O título desse lento e cansativo mas bonito e bem feito filme diz tudo.
Slow West é um filme de faroeste dirigido por John Maclean e estrelado por Michael Fassbender, Kodi Smit-McPhee, Ben Mendelsohn e Caren Pistorius. O filme recebeu o premio do júri no festival de Sundance e tem índice de aprovação de 91% no site RottenTomatoes. O filme mostra a história de Jay, um jovem escocês que viaja para os Estados Unidos para encontrar a sua amada. Em sua procura Jay encontra Silas, um americano bruto que oferece ajuda a Jay em troca de cem dólares. Isso é tudo que posso dizer sem estragar elementos da história.
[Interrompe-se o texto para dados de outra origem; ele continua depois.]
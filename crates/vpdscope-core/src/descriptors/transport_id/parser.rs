use serde::{Deserialize, Serialize};

use super::error::TransportIdError;
use super::layout;
use super::reader::TransportIdReader;
use crate::codes::ProtocolId;
use crate::hex::{hex_bytes, text_until_nul};
use crate::sink::RecordSink;

/// Initiator port identifier, keyed by protocol.
#[derive(Debug, Clone, PartialEq, Eq, Serialize, Deserialize)]
#[serde(tag = "type", rename_all = "snake_case")]
pub enum TransportId {
    FibreChannelWwn {
        #[serde(with = "hex_bytes")]
        wwn: Vec<u8>,
    },
    ParallelScsiAddress {
        address: u16,
        relative_port: u16,
    },
    Ssa {
        #[serde(with = "hex_bytes")]
        raw: Vec<u8>,
    },
    Ieee1394Eui64 {
        #[serde(with = "hex_bytes")]
        eui64: Vec<u8>,
    },
    SrpInitiatorId {
        #[serde(with = "hex_bytes")]
        id: Vec<u8>,
    },
    IscsiName {
        name: String,
    },
    IscsiWwuid {
        id: String,
    },
    /// iSCSI record with a reserved format code.
    IscsiOther {
        #[serde(with = "hex_bytes")]
        raw: Vec<u8>,
    },
    SasAddress {
        address: u64,
    },
    Adt {
        #[serde(with = "hex_bytes")]
        raw: Vec<u8>,
    },
    AtaPacket {
        #[serde(with = "hex_bytes")]
        raw: Vec<u8>,
    },
    Unknown {
        #[serde(with = "hex_bytes")]
        raw: Vec<u8>,
    },
    /// Record cut off before its protocol fields.
    Truncated {
        #[serde(with = "hex_bytes")]
        raw: Vec<u8>,
    },
}

#[derive(Debug, Clone, PartialEq, Eq, Serialize, Deserialize)]
pub struct TransportIdRecord {
    /// Offset of the record within the transport id list.
    pub offset: usize,
    pub format_code: u8,
    pub protocol: ProtocolId,
    pub id: TransportId,
}

impl TransportIdRecord {
    /// Format code for protocols that only define format 0, when it is not 0.
    pub fn unexpected_format_code(&self) -> Option<u8> {
        let fixed_format = matches!(
            self.protocol,
            ProtocolId::FibreChannel
                | ProtocolId::ParallelScsi
                | ProtocolId::Ieee1394
                | ProtocolId::Srp
                | ProtocolId::Sas
        );
        (fixed_format && self.format_code != 0).then_some(self.format_code)
    }
}

/// Walks a TransportID list forward; every record is consumed exactly once.
///
/// Records are 24 bytes except iSCSI, whose size is `max(24, 4 + length)`.
/// A record too short for its fields comes back as [`TransportId::Truncated`].
#[derive(Debug, Clone)]
pub struct TransportIdIter<'a> {
    buf: &'a [u8],
    offset: usize,
}

impl<'a> TransportIdIter<'a> {
    pub fn new(buf: &'a [u8]) -> Self {
        Self { buf, offset: 0 }
    }
}

impl Iterator for TransportIdIter<'_> {
    type Item = TransportIdRecord;

    fn next(&mut self) -> Option<Self::Item> {
        let rest = self.buf.get(self.offset..).filter(|rest| !rest.is_empty())?;
        let offset = self.offset;
        let (record, consumed) = parse_record(offset, rest);
        self.offset = offset.saturating_add(consumed);
        Some(record)
    }
}

/// Length of the record starting at `rest`, before clipping to the buffer.
fn record_len(reader: &TransportIdReader<'_>, protocol: ProtocolId) -> usize {
    if protocol != ProtocolId::Iscsi {
        return layout::RECORD_LEN;
    }
    reader
        .read_u16_be(layout::ISCSI_LENGTH_RANGE)
        .map(|len| (layout::ISCSI_NAME_OFFSET + usize::from(len)).max(layout::RECORD_LEN))
        .unwrap_or(layout::RECORD_LEN)
}

fn parse_record(offset: usize, rest: &[u8]) -> (TransportIdRecord, usize) {
    let reader = TransportIdReader::new(rest);
    let (format_code, protocol_bits) = reader.read_header().unwrap_or_default();
    let protocol = ProtocolId::from_bits(protocol_bits);
    let consumed = record_len(&reader, protocol);
    let record = reader.read_prefix(consumed);

    let id = parse_id(record, format_code, protocol).unwrap_or_else(|err| {
        tracing::debug!(offset, error = %err, "transport id cut short");
        TransportId::Truncated {
            raw: record.to_vec(),
        }
    });
    (
        TransportIdRecord {
            offset,
            format_code,
            protocol,
            id,
        },
        consumed,
    )
}

fn parse_id(record: &[u8], format_code: u8, protocol: ProtocolId) -> Result<TransportId, TransportIdError> {
    let reader = TransportIdReader::new(record);
    let raw = || reader.read_prefix(layout::RECORD_LEN).to_vec();
    Ok(match protocol {
        ProtocolId::FibreChannel => TransportId::FibreChannelWwn {
            wwn: reader.read_slice(layout::FC_WWN_RANGE)?.to_vec(),
        },
        ProtocolId::ParallelScsi => TransportId::ParallelScsiAddress {
            address: reader.read_u16_be(layout::SPI_ADDRESS_RANGE)?,
            relative_port: reader.read_u16_be(layout::SPI_RELATIVE_PORT_RANGE)?,
        },
        ProtocolId::Ssa => TransportId::Ssa { raw: raw() },
        ProtocolId::Ieee1394 => TransportId::Ieee1394Eui64 {
            eui64: reader.read_slice(layout::IEEE1394_EUI64_RANGE)?.to_vec(),
        },
        ProtocolId::Srp => TransportId::SrpInitiatorId {
            id: reader.read_slice(layout::SRP_ID_RANGE)?.to_vec(),
        },
        ProtocolId::Iscsi => {
            let len = usize::from(reader.read_u16_be(layout::ISCSI_LENGTH_RANGE)?);
            let end = layout::ISCSI_NAME_OFFSET + len;
            match format_code {
                layout::ISCSI_FORMAT_NAME => TransportId::IscsiName {
                    name: text_until_nul(reader.read_slice(layout::ISCSI_NAME_OFFSET..end)?),
                },
                layout::ISCSI_FORMAT_WWUID => TransportId::IscsiWwuid {
                    id: text_until_nul(reader.read_slice(layout::ISCSI_NAME_OFFSET..end)?),
                },
                _ => TransportId::IscsiOther {
                    raw: reader.read_slice(0..end)?.to_vec(),
                },
            }
        }
        ProtocolId::Sas => TransportId::SasAddress {
            address: reader.read_u64_be(layout::SAS_ADDRESS_RANGE)?,
        },
        ProtocolId::Adt => TransportId::Adt { raw: raw() },
        ProtocolId::Ata => TransportId::AtaPacket { raw: raw() },
        ProtocolId::Reserved(_) | ProtocolId::NoSpecificProtocol => TransportId::Unknown { raw: raw() },
    })
}

/// Decodes a TransportID list into `sink`, reporting anomalies as diagnostics.
///
/// `base` is added to diagnostic offsets so they point into the enclosing page.
pub(crate) fn decode_transport_ids(buf: &[u8], base: usize, sink: &mut RecordSink) {
    if buf.len() < layout::RECORD_LEN || buf.len() % layout::BUFFER_LEN_MULTIPLE != 0 {
        sink.warn(
            Some(base),
            format!(
                "Transport Id short or not multiple of 4 [length={}]",
                buf.len()
            ),
        );
    }
    for record in TransportIdIter::new(buf) {
        let at = Some(base + record.offset);
        if let Some(format_code) = record.unexpected_format_code() {
            sink.warn(at, format!("Unexpected format code: {format_code}"));
        }
        match (&record.id, record.protocol) {
            (TransportId::Unknown { .. }, protocol) => sink.warn(
                at,
                format!(
                    "unknown protocol id=0x{:x}  format_code={}",
                    protocol.bits(),
                    record.format_code
                ),
            ),
            (TransportId::IscsiOther { .. }, _) => sink.warn(
                at,
                format!("Unexpected format code: {}", record.format_code),
            ),
            (TransportId::Truncated { raw }, _) => sink.warn(
                at,
                format!("transport id truncated at {} bytes", raw.len()),
            ),
            _ => {}
        }
        sink.push(record);
    }
}

#[cfg(test)]
mod tests {
    use super::*;

    fn fixed(byte0: u8, fill: impl FnOnce(&mut [u8])) -> Vec<u8> {
        let mut record = vec![0u8; layout::RECORD_LEN];
        record[0] = byte0;
        fill(&mut record);
        record
    }

    fn iscsi(format_code: u8, name: &[u8]) -> Vec<u8> {
        let mut record = vec![(format_code << 6) | 0x05, 0];
        record.extend_from_slice(&(name.len() as u16).to_be_bytes());
        record.extend_from_slice(name);
        record
    }

    #[test]
    fn decodes_fixed_size_records() {
        let mut buf = fixed(0x06, |r| r[4..12].copy_from_slice(&[0x50, 0, 0xc5, 0, 0, 0, 0, 1]));
        buf.extend(fixed(0x01, |r| {
            r[2..4].copy_from_slice(&[0, 7]);
            r[6..8].copy_from_slice(&[0, 2]);
        }));
        buf.extend(fixed(0x00, |r| r[8..16].copy_from_slice(&[0x21; 8])));

        let records: Vec<_> = TransportIdIter::new(&buf).collect();
        assert_eq!(records.len(), 3);
        assert_eq!(
            records[0].id,
            TransportId::SasAddress {
                address: 0x5000_c500_0000_0001
            }
        );
        assert_eq!(
            records[1].id,
            TransportId::ParallelScsiAddress {
                address: 7,
                relative_port: 2
            }
        );
        assert_eq!(records[1].offset, 24);
        assert_eq!(records[2].id, TransportId::FibreChannelWwn { wwn: vec![0x21; 8] });
    }

    #[test]
    fn iscsi_record_length_follows_declared_name() {
        let name = b"iqn.2001-04.com.example:storage.disk1\0\0\0";
        let mut buf = iscsi(0, name);
        let first_len = buf.len();
        assert_eq!(first_len, 4 + name.len());
        buf.extend(fixed(0x06, |r| r[11] = 9));

        let records: Vec<_> = TransportIdIter::new(&buf).collect();
        assert_eq!(records.len(), 2);
        assert_eq!(
            records[0].id,
            TransportId::IscsiName {
                name: "iqn.2001-04.com.example:storage.disk1".to_string()
            }
        );
        assert_eq!(records[1].offset, first_len);
        assert_eq!(records[1].id, TransportId::SasAddress { address: 9 });
    }

    #[test]
    fn short_iscsi_name_still_consumes_24_bytes() {
        let mut buf = iscsi(1, b"wwuid");
        buf.resize(layout::RECORD_LEN, 0);
        buf.extend(fixed(0x06, |_| {}));
        let records: Vec<_> = TransportIdIter::new(&buf).collect();
        assert_eq!(records[0].id, TransportId::IscsiWwuid { id: "wwuid".to_string() });
        assert_eq!(records[1].offset, 24);
    }

    #[test]
    fn truncated_record_does_not_panic() {
        let buf = fixed(0x04, |_| {});
        let records: Vec<_> = TransportIdIter::new(&buf[..12]).collect();
        assert_eq!(records.len(), 1);
        assert!(matches!(records[0].id, TransportId::Truncated { .. }));

        let mut buf = iscsi(0, b"iqn.example");
        buf[3] = 0x40;
        let records: Vec<_> = TransportIdIter::new(&buf).collect();
        assert_eq!(records.len(), 1);
        assert!(matches!(records[0].id, TransportId::Truncated { .. }));
    }

    #[test]
    fn diagnostics_for_short_buffer_and_unknown_protocol() {
        let mut sink = RecordSink::new();
        let buf = fixed(0x4a, |_| {});
        decode_transport_ids(&buf[..20], 8, &mut sink);
        let (records, diagnostics) = sink.into_parts();
        assert_eq!(records.len(), 1);
        assert_eq!(
            diagnostics[0].message,
            "Transport Id short or not multiple of 4 [length=20]"
        );
        assert_eq!(diagnostics[1].offset, Some(8));
        assert_eq!(diagnostics[1].message, "unknown protocol id=0xa  format_code=1");
    }

    #[test]
    fn unexpected_format_code_only_for_fixed_format_protocols() {
        let buf = fixed(0x46, |_| {});
        let record = TransportIdIter::new(&buf).next().unwrap();
        assert_eq!(record.unexpected_format_code(), Some(1));

        let buf = fixed(0x47, |_| {});
        let record = TransportIdIter::new(&buf).next().unwrap();
        assert_eq!(record.unexpected_format_code(), None);
        assert!(matches!(record.id, TransportId::Adt { .. }));
    }
}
A história do filme não é tão interessante e por si própria não envolve muito espectador. Para compensar, os dois protagonistas são personalidades curiosas e os outros personagens que vão entrando na história também são prazerosos de ver. No entanto (e esse é um grande problema do filme) mal sabemos alguma coisa sobre esses personagens então não ligamos muito para nenhum deles e não sentimos nenhum tipo de conexão com qualquer coadjuvante. Outro problema do filme é que seu ritmo é muito lento e a história se arrasta de maneira cansativa. Os criadores do filme tentaram minimizar esse problema ao criar um final eletrizante, violento (apesar de ser muito bem orquestrado) e de ação sem parar, mas esse longa de uma hora e vinte minutos parece um filme de duas horas e quando ele acaba, você esquece de quase tudo que aconteceu antes de seu final, tamanha foi sua insignificância. Os grandes problemas do filme foram coisas erradas e mal feitas na sua história, e é uma pena porque tecnicamente o filme é excelente. Cinematografia bonita, firme direção, roteiro inteligente (apesar de sua lentidão), figurino bem feito e apropriado, trilha sonora envolvente, boas performances de Fassbender e Mendelsohn (um outro problema do filme foi que Mendelsohn não ganhou tempo suficiente de participação. Seu personagem era interessante e sua performance estava apreciável, foi uma pena não terem explorado mais seu talento) e dedicação a detalhes relevantes mas sutis.
Acho que só adoradores de faroeste gostarão desse filme.